The term loan was quoted at 83½ bid, 86½ offered, compared to previous levels of 84½ bid, 86½ offered, the trader said.

"A lot of price discovery. Haven't seen active flows," the trader said regarding Xerium's term loan.

"It's just quoted wider. My guess is that they'll probably just amend. Bankruptcy stuff is more to shock people into working with them.
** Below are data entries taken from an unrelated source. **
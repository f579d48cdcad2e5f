use std::fs;
use std::io;
use std::path::{Path, PathBuf};

use ignore::WalkBuilder;
use tracing::warn;

use crate::context::Context;
use crate::entry::FileInfo;
use crate::error::StorageError;
use crate::path;
use crate::traits::StorageDriver;

const DRIVER_NAME: &str = "filesystem";

/// Storage driver backed by a directory on the local filesystem.
///
/// Registry path `/a/b` maps to `<root>/a/b`. Listings are sorted by file
/// name. Child names that are not valid registry path segments (spaces,
/// non-ASCII, ...) are left out of listings, since nothing could address them.
///
/// Symlinks are never followed by `stat`: a link is reported as a file of the
/// link's own size, so a link pointing back at an ancestor cannot make a walk
/// recurse forever.
#[derive(Debug, Clone)]
pub struct FilesystemDriver {
    root: PathBuf,
}

impl FilesystemDriver {
    /// A driver rooted at `root`. The directory is created lazily by the
    /// first write.
    pub fn new(root: impl Into<PathBuf>) -> Self {
        Self { root: root.into() }
    }

    pub fn root(&self) -> &Path {
        &self.root
    }

    fn full_path(&self, p: &str) -> PathBuf {
        self.root.join(p.trim_start_matches('/'))
    }

    fn prepare(&self, ctx: &Context, p: &str) -> Result<PathBuf, StorageError> {
        ctx.check()?;
        path::validate(p, DRIVER_NAME)?;
        Ok(self.full_path(p))
    }
}

/// Map an I/O error on `full`, which backs registry path `p`.
fn map_io_error(p: &str, full: PathBuf, e: io::Error) -> StorageError {
    if e.kind() == io::ErrorKind::NotFound {
        StorageError::not_found(p, DRIVER_NAME)
    } else {
        StorageError::Io { path: full, source: e }
    }
}

fn map_ignore_error(full: &Path, e: ignore::Error) -> StorageError {
    match e {
        ignore::Error::WithPath { path, err } => match *err {
            ignore::Error::Io(source) => StorageError::Io { path, source },
            other => StorageError::Driver(format!("{DRIVER_NAME}: {}: {other}", path.display())),
        },
        ignore::Error::Io(source) => StorageError::Io {
            path: full.to_path_buf(),
            source,
        },
        other => StorageError::Driver(format!("{DRIVER_NAME}: {other}")),
    }
}

impl StorageDriver for FilesystemDriver {
    fn name(&self) -> &str {
        DRIVER_NAME
    }

    fn get_content(&self, ctx: &Context, p: &str) -> Result<Vec<u8>, StorageError> {
        let full = self.prepare(ctx, p)?;
        fs::read(&full).map_err(|e| map_io_error(p, full, e))
    }

    fn put_content(&self, ctx: &Context, p: &str, content: &[u8]) -> Result<(), StorageError> {
        let full = self.prepare(ctx, p)?;
        if p == "/" {
            return Err(StorageError::invalid_path(p, DRIVER_NAME));
        }
        if let Some(parent) = full.parent() {
            fs::create_dir_all(parent).map_err(|e| StorageError::Io {
                path:   parent.to_path_buf(),
                source: e,
            })?;
        }
        fs::write(&full, content).map_err(|e| map_io_error(p, full, e))
    }

    fn stat(&self, ctx: &Context, p: &str) -> Result<FileInfo, StorageError> {
        let full = self.prepare(ctx, p)?;
        let meta = match fs::symlink_metadata(&full) {
            Ok(m) => m,
            Err(e) => return Err(map_io_error(p, full, e)),
        };
        let info = if meta.file_type().is_dir() {
            FileInfo::dir(p)
        } else {
            FileInfo::file(p, meta.len())
        };
        Ok(match meta.modified() {
            Ok(t) => info.with_mod_time(t),
            Err(_) => info,
        })
    }

    fn list(&self, ctx: &Context, p: &str) -> Result<Vec<String>, StorageError> {
        let full = self.prepare(ctx, p)?;

        let walker = WalkBuilder::new(&full)
            .standard_filters(false)
            .ignore(false)
            .parents(false)
            .hidden(false)
            .follow_links(false)
            .max_depth(Some(1))
            .sort_by_file_name(|a, b| a.cmp(b))
            .build();

        let mut children = Vec::new();
        for res in walker {
            let entry = match res {
                Ok(e) => e,
                // Missing directory lists as empty; a child removed mid-read
                // is simply not there.
                Err(e) if e.io_error().map(io::Error::kind) == Some(io::ErrorKind::NotFound) => continue,
                Err(e) => return Err(map_ignore_error(&full, e)),
            };

            // Skip the directory itself
            if entry.depth() == 0 {
                continue;
            }

            let name = entry.file_name().to_string_lossy();
            let child = path::join(p, &name);
            if !path::is_valid(&child) {
                warn!(path = %entry.path().display(), "skipping entry with unaddressable name");
                continue;
            }
            children.push(child);
        }
        Ok(children)
    }

    fn move_path(&self, ctx: &Context, source: &str, dest: &str) -> Result<(), StorageError> {
        let from = self.prepare(ctx, source)?;
        path::validate(dest, DRIVER_NAME)?;
        let to = self.full_path(dest);

        if let Err(e) = fs::metadata(&from) {
            return Err(map_io_error(source, from, e));
        }
        if let Some(parent) = to.parent() {
            fs::create_dir_all(parent).map_err(|e| StorageError::Io {
                path:   parent.to_path_buf(),
                source: e,
            })?;
        }
        fs::rename(&from, &to).map_err(|e| map_io_error(source, from, e))
    }

    fn delete(&self, ctx: &Context, p: &str) -> Result<(), StorageError> {
        let full = self.prepare(ctx, p)?;
        let meta = match fs::symlink_metadata(&full) {
            Ok(m) => m,
            Err(e) => return Err(map_io_error(p, full, e)),
        };
        let res = if meta.is_dir() {
            fs::remove_dir_all(&full)
        } else {
            fs::remove_file(&full)
        };
        res.map_err(|e| map_io_error(p, full, e))
    }
}
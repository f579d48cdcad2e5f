//! Registry path rules shared by every driver.
//!
//! A valid path is either `/` or one or more `/segment` components, where a
//! segment is a non-empty run of `[A-Za-z0-9._-]`. No trailing slash, no
//! empty segments.

use crate::error::StorageError;

/// Whether `path` is a well-formed registry path.
pub fn is_valid(path: &str) -> bool {
    if path == "/" {
        return true;
    }
    let Some(rest) = path.strip_prefix('/') else {
        return false;
    };
    rest.split('/').all(|seg| {
        !seg.is_empty()
            && seg
                .bytes()
                .all(|b| b.is_ascii_alphanumeric() || matches!(b, b'.' | b'_' | b'-'))
    })
}

/// Return `Err(InvalidPath)` unless `path` is well-formed.
pub fn validate(path: &str, driver: &str) -> Result<(), StorageError> {
    if is_valid(path) {
        Ok(())
    } else {
        Err(StorageError::invalid_path(path, driver))
    }
}

/// Join a child name onto a registry path.
pub fn join(parent: &str, name: &str) -> String {
    if parent == "/" {
        format!("/{name}")
    } else {
        format!("{parent}/{name}")
    }
}

/// The parent of a registry path; `None` for `/`.
pub fn parent(path: &str) -> Option<&str> {
    if path == "/" {
        return None;
    }
    match path.rfind('/') {
        Some(0)   => Some("/"),
        Some(idx) => Some(&path[..idx]),
        None      => None,
    }
}

/// Whether `path` lies strictly beneath `dir`.
pub fn is_descendant(path: &str, dir: &str) -> bool {
    if dir == "/" {
        return path.len() > 1 && path.starts_with('/');
    }
    path.len() > dir.len() && path.starts_with(dir) && path.as_bytes()[dir.len()] == b'/'
}
use std::collections::BTreeMap;

use crate::error::StorageError;
use crate::filesystem::FilesystemDriver;
use crate::inmemory::InMemoryDriver;
use crate::traits::StorageDriver;

// ---------------------------------------------------------------------------
// DriverBuilder
// ---------------------------------------------------------------------------

/// Configures and constructs a storage driver by name.
///
/// Created via [`registry_storage::driver()`](crate::driver). Add parameters
/// with chained calls, then call [`build()`](DriverBuilder::build).
///
/// | driver       | parameters                          |
/// |--------------|-------------------------------------|
/// | `inmemory`   | none                                |
/// | `filesystem` | `rootdirectory` (required)          |
///
/// # Example
///
/// ```rust,ignore
/// let driver = registry_storage::driver("filesystem")
///     .parameter("rootdirectory", "/var/lib/registry")
///     .build()?;
/// ```
#[derive(Debug, Clone)]
pub struct DriverBuilder {
    name:       String,
    parameters: BTreeMap<String, String>,
}

impl DriverBuilder {
    pub(crate) fn new(name: impl Into<String>) -> Self {
        Self {
            name:       name.into(),
            parameters: BTreeMap::new(),
        }
    }

    /// Set one driver parameter. Later values replace earlier ones.
    pub fn parameter(mut self, key: impl Into<String>, value: impl Into<String>) -> Self {
        self.parameters.insert(key.into(), value.into());
        self
    }

    /// Set several parameters at once, e.g. from a parsed config file.
    pub fn parameters<I, K, V>(mut self, params: I) -> Self
    where
        I: IntoIterator<Item = (K, V)>,
        K: Into<String>,
        V: Into<String>,
    {
        self.parameters
            .extend(params.into_iter().map(|(k, v)| (k.into(), v.into())));
        self
    }

    // ── Build ─────────────────────────────────────────────────────────────

    /// Construct the configured driver.
    ///
    /// # Errors
    ///
    /// [`StorageError::UnknownDriver`] for an unrecognised name, and
    /// [`StorageError::InvalidParameter`] when a required parameter is
    /// missing or empty.
    pub fn build(self) -> Result<Box<dyn StorageDriver>, StorageError> {
        match self.name.as_str() {
            "inmemory" => Ok(Box::new(InMemoryDriver::new())),
            "filesystem" => {
                let root = self.required("rootdirectory")?;
                Ok(Box::new(FilesystemDriver::new(root)))
            }
            other => Err(StorageError::UnknownDriver(other.to_string())),
        }
    }

    fn required(&self, key: &str) -> Result<&str, StorageError> {
        match self.parameters.get(key).map(|v| v.trim()) {
            Some(v) if !v.is_empty() => Ok(v),
            Some(_) => Err(StorageError::InvalidParameter {
                name:   key.to_string(),
                reason: "must not be empty".into(),
            }),
            None => Err(StorageError::InvalidParameter {
                name:   key.to_string(),
                reason: format!("required by the {} driver", self.name),
            }),
        }
    }
}
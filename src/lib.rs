//! # registry-storage
//!
//! Storage drivers for a container-image registry, and the walk engine every
//! higher-level feature (blob garbage collection, catalog listing, manifest
//! enumeration) leans on.
//!
//! A driver exposes a handful of flat primitives over slash-delimited paths
//! ([`StorageDriver`]). Few backends can enumerate a tree natively, so
//! [`engine`] rebuilds an ordered, depth-first, pre-order traversal out of
//! `list` and `stat` alone. It tolerates eventually consistent backends: a
//! path that was listed but is gone by the time it is `stat`ed is skipped,
//! not reported.
//!
//! # Quick Start
//!
//! ```rust
//! use registry_storage::{Context, StorageDriver, Visit};
//!
//! let ctx = Context::background();
//! let driver = registry_storage::driver("inmemory").build().unwrap();
//!
//! driver.put_content(&ctx, "/blobs/sha256/ab/data", b"layer").unwrap();
//! driver.put_content(&ctx, "/repositories/alpine/_manifests/tags/latest/link", b"sha256:ab").unwrap();
//!
//! // Walk everything, but stay out of the repositories tree.
//! let mut seen = Vec::new();
//! registry_storage::walk_fallback(&ctx, driver.as_ref(), "/", |fi| {
//!     seen.push(fi.path.clone());
//!     if fi.path == "/repositories" {
//!         return Ok(Visit::SkipDir);
//!     }
//!     Ok(Visit::Continue)
//! })
//! .unwrap();
//!
//! assert_eq!(seen, [
//!     "/blobs",
//!     "/blobs/sha256",
//!     "/blobs/sha256/ab",
//!     "/blobs/sha256/ab/data",
//!     "/repositories",
//! ]);
//! ```
//!
//! # Pruning and stopping
//!
//! A visitor returns [`Visit::SkipDir`] to prune. On a directory the subtree
//! is skipped and the walk carries on with the next sibling. On a file there
//! is nothing to skip, so the whole walk stops:
//! [`walk_fallback`] then reports `Ok(())`, while [`walk_files_fallback`]
//! reports [`StorageError::Pruned`]. Any `Err` a visitor returns stops the
//! walk and comes back to the caller unchanged.

#![forbid(unsafe_code)]

pub mod engine;
pub mod path;

mod builder;
mod context;
mod entry;
mod error;
mod filesystem;
mod inmemory;
mod traits;

// ── Public re-exports ─────────────────────────────────────────────────────────

pub use builder::DriverBuilder;
pub use context::Context;
pub use engine::{
    walk_fallback, walk_fallback_with, walk_files_fallback, walk_files_fallback_with, WalkOptions,
};
pub use entry::{FileInfo, Visit};
pub use error::StorageError;
pub use filesystem::FilesystemDriver;
pub use inmemory::InMemoryDriver;
pub use traits::{StorageDriver, WalkFn};

// ── Entry point ───────────────────────────────────────────────────────────────

/// Create a [`DriverBuilder`] for the driver called `name`.
///
/// # Example
///
/// ```rust
/// use registry_storage::StorageDriver;
///
/// let driver = registry_storage::driver("inmemory").build().unwrap();
/// assert_eq!(driver.name(), "inmemory");
///
/// let err = registry_storage::driver("filesystem").build().err().unwrap();
/// assert!(matches!(err, registry_storage::StorageError::InvalidParameter { .. }));
/// ```
pub fn driver(name: impl Into<String>) -> DriverBuilder {
    DriverBuilder::new(name)
}
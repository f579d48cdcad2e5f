use crate::context::Context;
use crate::engine::{self, WalkOptions};
use crate::entry::{FileInfo, Visit};
use crate::error::StorageError;

/// Callback invoked by a walk for each entry it reaches.
///
/// Return `Ok(Visit::Continue)` to keep going, `Ok(Visit::SkipDir)` to prune,
/// or `Err` to abort the walk with that error.
pub type WalkFn<'a> = dyn FnMut(&FileInfo) -> Result<Visit, StorageError> + 'a;

/// A pluggable storage backend: local filesystem, object store, in-memory,
/// or a test double.
///
/// Paths are slash-delimited registry paths (see [`crate::path`]). Every
/// method takes a [`Context`] first and must fail fast with the context's
/// error once it is cancelled or past its deadline.
///
/// # Object Safety
///
/// `StorageDriver` is object-safe. [`DriverBuilder`](crate::DriverBuilder)
/// hands drivers out as `Box<dyn StorageDriver>`, so the walk methods take the
/// visitor as `&mut WalkFn` rather than a generic closure.
///
/// # Consistency
///
/// Backends may be eventually consistent: a path returned by
/// [`list`](StorageDriver::list) may already be gone when
/// [`stat`](StorageDriver::stat) is called. Report that as
/// [`StorageError::PathNotFound`]; the walker treats it as a stale entry, not
/// a failure.
///
/// # Example
///
/// ```rust
/// use registry_storage::{Context, InMemoryDriver, StorageDriver, Visit};
///
/// let ctx = Context::background();
/// let driver = InMemoryDriver::new();
/// driver.put_content(&ctx, "/repositories/library/alpine/_layers/link", b"sha256:ab").unwrap();
///
/// let mut seen = Vec::new();
/// driver
///     .walk_files(&ctx, "/", &Default::default(), &mut |fi| {
///         seen.push(fi.path.clone());
///         Ok(Visit::Continue)
///     })
///     .unwrap();
///
/// assert_eq!(seen, ["/repositories/library/alpine/_layers/link"]);
/// ```
pub trait StorageDriver: Send + Sync {
    /// Short human-readable driver name, used in error messages.
    fn name(&self) -> &str;

    /// Read the whole content stored at `path`.
    fn get_content(&self, ctx: &Context, path: &str) -> Result<Vec<u8>, StorageError>;

    /// Store `content` at `path`, replacing anything already there.
    fn put_content(&self, ctx: &Context, path: &str, content: &[u8]) -> Result<(), StorageError>;

    /// Metadata for `path`, or [`StorageError::PathNotFound`].
    fn stat(&self, ctx: &Context, path: &str) -> Result<FileInfo, StorageError>;

    /// Full paths of the immediate children of `path`.
    ///
    /// An empty directory or an unknown path yields an empty list, not an
    /// error.
    fn list(&self, ctx: &Context, path: &str) -> Result<Vec<String>, StorageError>;

    /// Move the object at `source` to `dest`, overwriting `dest`.
    fn move_path(&self, ctx: &Context, source: &str, dest: &str) -> Result<(), StorageError>;

    /// Delete `path` and, for a directory, everything beneath it.
    fn delete(&self, ctx: &Context, path: &str) -> Result<(), StorageError>;

    /// Depth-first, pre-order traversal of everything beneath `from`.
    ///
    /// Backends that can enumerate their tree natively may override this.
    /// The default is the [`engine::walk_fallback_with`] engine built on
    /// `list` and `stat`.
    fn walk(
        &self,
        ctx: &Context,
        from: &str,
        options: &WalkOptions,
        visit: &mut WalkFn<'_>,
    ) -> Result<(), StorageError> {
        engine::walk_fallback_with(ctx, self, from, options, visit)
    }

    /// Like [`walk`](StorageDriver::walk) but only files reach `visit`.
    fn walk_files(
        &self,
        ctx: &Context,
        from: &str,
        options: &WalkOptions,
        visit: &mut WalkFn<'_>,
    ) -> Result<(), StorageError> {
        engine::walk_files_fallback_with(ctx, self, from, options, visit)
    }
}
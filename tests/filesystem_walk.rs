use std::fs;
use std::path::Path;

use registry_storage::{
    walk_fallback, walk_files_fallback, Context, FilesystemDriver, StorageError, Visit,
};

// ---------------------------------------------------------------------------
// Test helpers
// ---------------------------------------------------------------------------

/// Create a temporary registry root for testing.
///
/// Structure:
/// ```text
/// tmp/
///   blobs/
///     sha256/
///       0a/0a1b/data
///       ff/ff00/data
///   repositories/
///     library/
///       alpine/_layers/sha256/0a1b/link
///       busybox/_uploads/
///   README.md
/// ```
fn setup_test_dir() -> tempfile::TempDir {
    let dir = tempfile::tempdir().unwrap();
    let root = dir.path();

    for (path, content) in [
        ("blobs/sha256/0a/0a1b/data", "layer"),
        ("blobs/sha256/ff/ff00/data", "config"),
        ("repositories/library/alpine/_layers/sha256/0a1b/link", "sha256:0a1b"),
        ("README.md", "notes"),
    ] {
        let full = root.join(path);
        fs::create_dir_all(full.parent().unwrap()).unwrap();
        fs::write(full, content).unwrap();
    }
    fs::create_dir_all(root.join("repositories/library/busybox/_uploads")).unwrap();

    dir
}

/// Pre-order listing of everything under `root` as registry paths, produced
/// independently by `walkdir`.
fn walkdir_oracle(root: &Path, files_only: bool) -> Vec<String> {
    walkdir::WalkDir::new(root)
        .min_depth(1)
        .sort_by_file_name()
        .into_iter()
        .map(|e| e.unwrap())
        .filter(|e| !files_only || e.file_type().is_file())
        .map(|e| {
            let rel = e.path().strip_prefix(root).unwrap();
            format!("/{}", rel.to_string_lossy().replace('\\', "/"))
        })
        .collect()
}

// ---------------------------------------------------------------------------
// Tests
// ---------------------------------------------------------------------------

#[test]
fn walk_matches_walkdir_pre_order() {
    let dir = setup_test_dir();
    let d = FilesystemDriver::new(dir.path());

    let mut walked = Vec::new();
    walk_fallback(&Context::background(), &d, "/", |fi| {
        walked.push(fi.path.clone());
        Ok(Visit::Continue)
    })
    .unwrap();

    assert_eq!(walked, walkdir_oracle(dir.path(), false));
}

#[test]
fn walk_files_matches_walkdir_files() {
    let dir = setup_test_dir();
    let d = FilesystemDriver::new(dir.path());

    let mut walked = Vec::new();
    walk_files_fallback(&Context::background(), &d, "/", |fi| {
        assert!(!fi.is_dir);
        walked.push(fi.path.clone());
        Ok(Visit::Continue)
    })
    .unwrap();

    assert_eq!(walked, walkdir_oracle(dir.path(), true));
    assert_eq!(walked.len(), 4);
}

#[test]
fn walk_reports_sizes_from_stat() {
    let dir = setup_test_dir();
    let d = FilesystemDriver::new(dir.path());

    let mut sizes = Vec::new();
    walk_files_fallback(&Context::background(), &d, "/blobs", |fi| {
        sizes.push((fi.path.clone(), fi.size));
        Ok(Visit::Continue)
    })
    .unwrap();

    assert_eq!(
        sizes,
        [
            ("/blobs/sha256/0a/0a1b/data".to_string(), 5),
            ("/blobs/sha256/ff/ff00/data".to_string(), 6),
        ]
    );
}

#[test]
fn files_deleted_mid_walk_are_not_visited() {
    let dir = setup_test_dir();
    let d = FilesystemDriver::new(dir.path());
    let doomed = dir.path().join("blobs/sha256/ff/ff00/data");

    let mut walked = Vec::new();
    walk_fallback(&Context::background(), &d, "/blobs/sha256", |fi| {
        walked.push(fi.path.clone());
        // The listing of ff00 happens after this, so the file is simply gone.
        if fi.path == "/blobs/sha256/ff/ff00" {
            fs::remove_file(&doomed).unwrap();
        }
        Ok(Visit::Continue)
    })
    .unwrap();

    assert_eq!(
        walked,
        [
            "/blobs/sha256/0a",
            "/blobs/sha256/0a/0a1b",
            "/blobs/sha256/0a/0a1b/data",
            "/blobs/sha256/ff",
            "/blobs/sha256/ff/ff00",
        ]
    );
}

#[test]
fn catalog_walk_prunes_repository_internals() {
    let dir = setup_test_dir();
    let d = FilesystemDriver::new(dir.path());

    // Repositories are the directories holding _layers/_uploads/_manifests;
    // never descend into those.
    let mut repos = Vec::new();
    walk_fallback(&Context::background(), &d, "/repositories", |fi| {
        if fi.is_dir && fi.name().starts_with('_') {
            if let Some(repo) = registry_storage::path::parent(&fi.path) {
                repos.push(repo.trim_start_matches("/repositories/").to_string());
            }
            return Ok(Visit::SkipDir);
        }
        Ok(Visit::Continue)
    })
    .unwrap();

    assert_eq!(repos, ["library/alpine", "library/busybox"]);
}

#[cfg(unix)]
#[test]
fn symlink_to_ancestor_is_reported_as_file() {
    let dir = setup_test_dir();
    std::os::unix::fs::symlink(
        dir.path().join("blobs"),
        dir.path().join("blobs/sha256/loop"),
    )
    .unwrap();
    let d = FilesystemDriver::new(dir.path());

    let mut walked = Vec::new();
    walk_fallback(&Context::background(), &d, "/blobs", |fi| {
        walked.push((fi.path.clone(), fi.is_dir));
        Ok(Visit::Continue)
    })
    .unwrap();

    assert!(walked.contains(&("/blobs/sha256/loop".to_string(), false)));
    assert_eq!(walked.len(), 8);
}

#[test]
fn walk_files_surfaces_stop_request() {
    let dir = setup_test_dir();
    let d = FilesystemDriver::new(dir.path());

    let mut seen = 0;
    let err = walk_files_fallback(&Context::background(), &d, "/", |_| {
        seen += 1;
        Ok(Visit::SkipDir)
    })
    .unwrap_err();

    assert!(matches!(err, StorageError::Pruned { .. }));
    assert_eq!(err.path(), Some("/README.md"));
    assert_eq!(seen, 1);
}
I don't think that's the route they're going on," the trader added.

On Tuesday morning, Xerium said that it is seeking an amendment to the financial covenants under its credit facility to avoid possible non-compliance in the first quarter and future periods.

The company said that if it fails to meet the financial covenants, it would be in default under the facility and lenders could accelerate the debt.

"If this were to occur, the company would need to consider all options available to it, which could include a possible bankruptcy filing," a Xerium press release said.

Furthermore, if the company is not able to address the financial covenant non-compliance issues, its independent auditors would likely need to include an explanatory paragraph in their opinion with respect to financial statements for the year ended Dec. 31, expressing doubt about the ability of the company to continue as a going concern.

The company also said that it is currently in talks with potential investors regarding a private placement of equity securities, the net proceeds of which would be uses to pay down bank debt.

Xerium is a Youngsville, N.C.-based manufacturer of clothing and roll covers used primarily in the paper production process.

Cash, LCDX trade up

The cash market in general and LCDX 9 were both stronger during the trading session as positive sentiment from the run up in equities spilled over into the loan market, according to a trader.

Cash was up by about half a point on the day and LCDX was quoted at 92.40 bid, 92.50 offered, up from 91.25 bid, 91.35 offered, the trader said.

The trader went on to explain that the rally in bank loans was not as great as in stocks because the reduction in interest rates affects the amount of interest that loan investors get, meaning that the rate cut does carry a bit of a negative side for loan guys.

General market sentiment is better. [But the] cash market has underperformed equities and unsecureds," the trader added.

On Tuesday, the Federal Open Market Committee announced that federal funds are being lowered by 75 bps to 2.25%.

Also, the Board of Governors unanimously approved a 75 bps decrease in the discount rate to 2.5%.

In reaction to the rate cuts, stocks rose, with Nasdaq up 91.25 points, or 4.19%, Dow Jones Industrial Average up 420.41 points, or 3.51%, S&P 500 up 54.14 points, or 4.24%, and NYSE up 337.06 points, or 3.97%.